Irish Independent

Hayes learning in heat of battle

‘It was stupid, frustratio­n really more than anything. Just a silly, immature thing to do. I was annoyed with myself. I wouldn’t talk to anyone after, was just kind of in my own world’

- VINCENT HOGAN

THE trick for Limerick now is to escape this cycle of every game being either a crisis or a new dawn, a ‘house private’ soliloquy or a christenin­g.

We still see them as cursed by the lottery of their moods. One day putting Waterford to the sword inside 12 surgically cold minutes, the next imploding against Clare in Ennis. Two wildly different faces inside a single week.

Kyle Hayes only turned 20 yesterday, but he’s already heard all the little homilies that follow Limerick hurling around. How could he escape them? Four days after being part of that senior team cut down so easily by Clare, he was captain of the U-21s ripped apart by Tipperary in Thurles. A Tipp team subsequent­ly tossed aside by Cork.

The frustratio­n blew some fuses in his head and he was sent off in injury-time for a second yellow.

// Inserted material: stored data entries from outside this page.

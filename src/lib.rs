pub mod api;
pub mod config;
pub mod models;
pub mod services;
pub mod validation;

pub use models::*;
pub use services::*;
pub use validation::*;
use axum::{extract::{Path, State}, Json};

use crate::api::handlers::AppState;
use crate::api::middleware::AppError;
use crate::models::{StoreListResponse, StoreSummary};

/// List all registered stores
pub async fn list_stores(State(state): State<AppState>) -> Json<StoreListResponse> {
    let cache = state.schemas.cache();
    let stores = state
        .registry
        .list()
        .iter()
        .map(|store| StoreSummary::from_descriptor(store, cache.contains(&store.name)))
        .collect();

    Json(StoreListResponse { stores })
}

/// Get one registered store
pub async fn get_store(
    State(state): State<AppState>,
    Path(name): Path<String>,
) -> Result<Json<StoreSummary>, AppError> {
    let store = state
        .registry
        .get(&name)
        .ok_or_else(|| AppError::NotFound(format!("Store {} not found", name)))?;

    Ok(Json(StoreSummary::from_descriptor(
        &store,
        state.schemas.cache().contains(&name),
    )))
}
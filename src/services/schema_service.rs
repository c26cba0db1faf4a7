use futures::future::join_all;
use std::sync::Arc;

use crate::models::{SchemaRefreshFailure, StoreDescriptor, StoreKind};
use crate::services::database::{DocumentAdapter, RelationalAdapter};
use crate::services::schema_cache::SchemaCache;
use crate::services::store_registry::StoreRegistry;

/// Source of schema text for a store. Implementations may memoize.
#[async_trait::async_trait]
pub trait SchemaAccessor: Send + Sync {
    async fn get_schema(&self, store: &StoreDescriptor) -> anyhow::Result<String>;
}

/// Result of refreshing every registered store
#[derive(Debug, Default)]
pub struct IntrospectionReport {
    pub refreshed: Vec<String>,
    pub failed: Vec<SchemaRefreshFailure>,
}

impl IntrospectionReport {
    pub fn is_complete(&self) -> bool {
        self.failed.is_empty()
    }

    /// First failure as an error, for callers that treat any failure as fatal
    pub fn into_result(self) -> anyhow::Result<Vec<String>> {
        match self.failed.into_iter().next() {
            Some(failure) => Err(anyhow::anyhow!(
                "failed to introspect {}: {}",
                failure.store,
                failure.error
            )),
            None => Ok(self.refreshed),
        }
    }
}

/// Schema accessor that reads through the schema cache and introspects the
/// store through its adapter on a miss
pub struct SchemaService {
    cache: Arc<SchemaCache>,
    registry: Arc<StoreRegistry>,
    relational: Arc<dyn RelationalAdapter>,
    document: Arc<dyn DocumentAdapter>,
}

impl SchemaService {
    pub fn new(
        cache: Arc<SchemaCache>,
        registry: Arc<StoreRegistry>,
        relational: Arc<dyn RelationalAdapter>,
        document: Arc<dyn DocumentAdapter>,
    ) -> Self {
        Self {
            cache,
            registry,
            relational,
            document,
        }
    }

    pub fn cache(&self) -> &Arc<SchemaCache> {
        &self.cache
    }

    /// Introspect a store now, bypassing and then refreshing the cache
    pub async fn introspect(&self, store: &StoreDescriptor) -> anyhow::Result<String> {
        let schema = match store.kind {
            StoreKind::Relational => self.relational.introspect(&store.name).await?,
            StoreKind::Document => {
                self.document
                    .introspect(&store.name, store.database_name())
                    .await?
            }
        };

        self.cache.put(&store.name, schema.clone());
        Ok(schema)
    }

    /// Refresh every registered store concurrently. Successful stores are
    /// cached even when others fail.
    pub async fn introspect_all(&self) -> IntrospectionReport {
        let stores = self.registry.list();
        let results = join_all(stores.iter().map(|store| async move {
            (store.name.clone(), self.introspect(store).await)
        }))
        .await;

        let mut report = IntrospectionReport::default();
        for (name, result) in results {
            match result {
                Ok(_) => report.refreshed.push(name),
                Err(e) => {
                    tracing::error!("Failed to introspect store {}: {:#}", name, e);
                    report.failed.push(SchemaRefreshFailure {
                        store: name,
                        error: format!("{:#}", e),
                    });
                }
            }
        }

        tracing::info!(
            "Introspected {} stores ({} failed)",
            report.refreshed.len(),
            report.failed.len()
        );
        report
    }

    /// Every cached schema as `# Database: <name>` blocks, sorted by store name
    pub fn aggregated_schema(&self) -> String {
        render_aggregated_schema(&self.cache)
    }
}

#[async_trait::async_trait]
impl SchemaAccessor for SchemaService {
    async fn get_schema(&self, store: &StoreDescriptor) -> anyhow::Result<String> {
        if let Some(schema) = self.cache.get(&store.name) {
            return Ok(schema);
        }

        tracing::debug!("Schema cache miss for {}, introspecting", store.name);
        self.introspect(store).await
    }
}

/// Render cached schemas as one prompt-ready text block
pub fn render_aggregated_schema(cache: &SchemaCache) -> String {
    let mut schemas: Vec<(String, String)> = cache.get_all().into_iter().collect();
    schemas.sort_by(|a, b| a.0.cmp(&b.0));

    let mut text = String::new();
    for (name, schema) in schemas {
        if schema.trim().is_empty() {
            continue;
        }
        text.push_str(&format!("# Database: {}\n{}\n\n", name, schema.trim_end()));
    }
    text.trim().to_string()
}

“The first was for continuous fouling,” he reflects candidly. “The second? Yer man went to rise the ball and I just pulled like. It was stupid, frustratio­n really more than anything. Just a silly, immature thing to do, getting sent off like that.

“I was annoyed with myself. Of course I was. I wouldn’t talk to anyone after, was just in my own kind of world.”

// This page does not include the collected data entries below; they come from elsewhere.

//! Local persisted state: a handful of fixed string keys mapped to files in
//! the user data directory. The relay never touches this; it belongs to the
//! chat client alone.

use directories::ProjectDirs;
use std::fmt;
use std::fs;
use std::io::Write;
use std::path::PathBuf;
use tempfile::NamedTempFile;

/// Errors that can occur when writing persisted state to disk.
#[derive(Debug)]
pub enum PersistError {
    /// The platform data directory could not be determined.
    NoDataDir,
    /// Failed to create or replace the file backing a key.
    Write {
        /// Path that could not be written.
        path: PathBuf,
        /// The underlying I/O error.
        source: std::io::Error,
    },
}

impl fmt::Display for PersistError {
    fn fmt(&self, f: &mut fmt::Formatter<'_>) -> fmt::Result {
        match self {
            PersistError::NoDataDir => {
                write!(f, "could not determine a data directory for this platform")
            }
            PersistError::Write { path, source } => {
                write!(f, "failed to write {}: {}", path.display(), source)
            }
        }
    }
}

impl std::error::Error for PersistError {
    fn source(&self) -> Option<&(dyn std::error::Error + 'static)> {
        match self {
            PersistError::NoDataDir => None,
            PersistError::Write { source, .. } => Some(source),
        }
    }
}

/// Key-value file store under a single directory, one file per key.
/// Writes go through a temp file in the same directory so a crash mid-write
/// never leaves a torn snapshot behind.
#[derive(Debug, Clone)]
pub struct LocalStore {
    dir: PathBuf,
}

impl LocalStore {
    /// Open the store at the platform data directory, creating it if needed.
    pub fn open_default() -> Result<Self, PersistError> {
        let proj_dirs =
            ProjectDirs::from("org", "solace", "solace").ok_or(PersistError::NoDataDir)?;
        Ok(Self::at(proj_dirs.data_dir().to_path_buf()))
    }

    /// Open the store rooted at an explicit directory.
    pub fn at(dir: PathBuf) -> Self {
        Self { dir }
    }

    /// Read the value stored under `key`. A missing file is `None`; an
    /// unreadable one is logged and treated the same way.
    pub fn read(&self, key: &str) -> Option<String> {
        let path = self.path_for(key);
        match fs::read_to_string(&path) {
            Ok(contents) => Some(contents),
            Err(err) if err.kind() == std::io::ErrorKind::NotFound => None,
            Err(err) => {
                tracing::warn!("failed to read {}: {err}", path.display());
                None
            }
        }
    }

    /// Replace the value stored under `key` atomically.
    pub fn write(&self, key: &str, contents: &str) -> Result<(), PersistError> {
        fs::create_dir_all(&self.dir).map_err(|source| PersistError::Write {
            path: self.dir.clone(),
            source,
        })?;

        let path = self.path_for(key);
        let wrap = |source: std::io::Error| PersistError::Write {
            path: path.clone(),
            source,
        };

        let mut temp_file = NamedTempFile::new_in(&self.dir).map_err(wrap)?;
        temp_file.write_all(contents.as_bytes()).map_err(wrap)?;
        temp_file.as_file_mut().sync_all().map_err(wrap)?;
        temp_file
            .persist(&path)
            .map_err(|err| wrap(err.error))?;
        Ok(())
    }

    /// Delete the value stored under `key`. Removing a missing key is not an
    /// error.
    pub fn remove(&self, key: &str) -> Result<(), PersistError> {
        let path = self.path_for(key);
        match fs::remove_file(&path) {
            Ok(()) => Ok(()),
            Err(err) if err.kind() == std::io::ErrorKind::NotFound => Ok(()),
            Err(source) => Err(PersistError::Write { path, source }),
        }
    }

    fn path_for(&self, key: &str) -> PathBuf {
        self.dir.join(key)
    }
}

Maybe Limerick could do with more of Hayes’s kind of candour. On June 2, Aaron Gillane was red-carded against Cork. On June 17, Tom Condon was red-carded against Clare.

For all the signs of revolution in the county, those sparks of indiscipli­ne hint at familiar, old reflexes tugging them backwards.

So this Limerick could be anything or nothing. Under John Kiely, they have hit moments of gorgeous unity and eloquence, yet the capacity for self-harm still lingers, still raises obstinate questions.

And, tomorrow in Thurles, even a fatigued Kilkenny can be trusted to explore those doubts.

RATIONAL

For Hayes then, an understand­ing grows that Limerick hurling doesn’t exist in an entirely rational world. The men of ‘73 are revered and almost deified at this point, yet they are virtual ghosts to the current team.

He knows Joe McKenna through his involvemen­t with the Limerick Academy, but those other giants of that side, men like Pat Hartigan or the two Eamonns – Cregan and Grimes? They have an almost mythical presence in the subconscio­us.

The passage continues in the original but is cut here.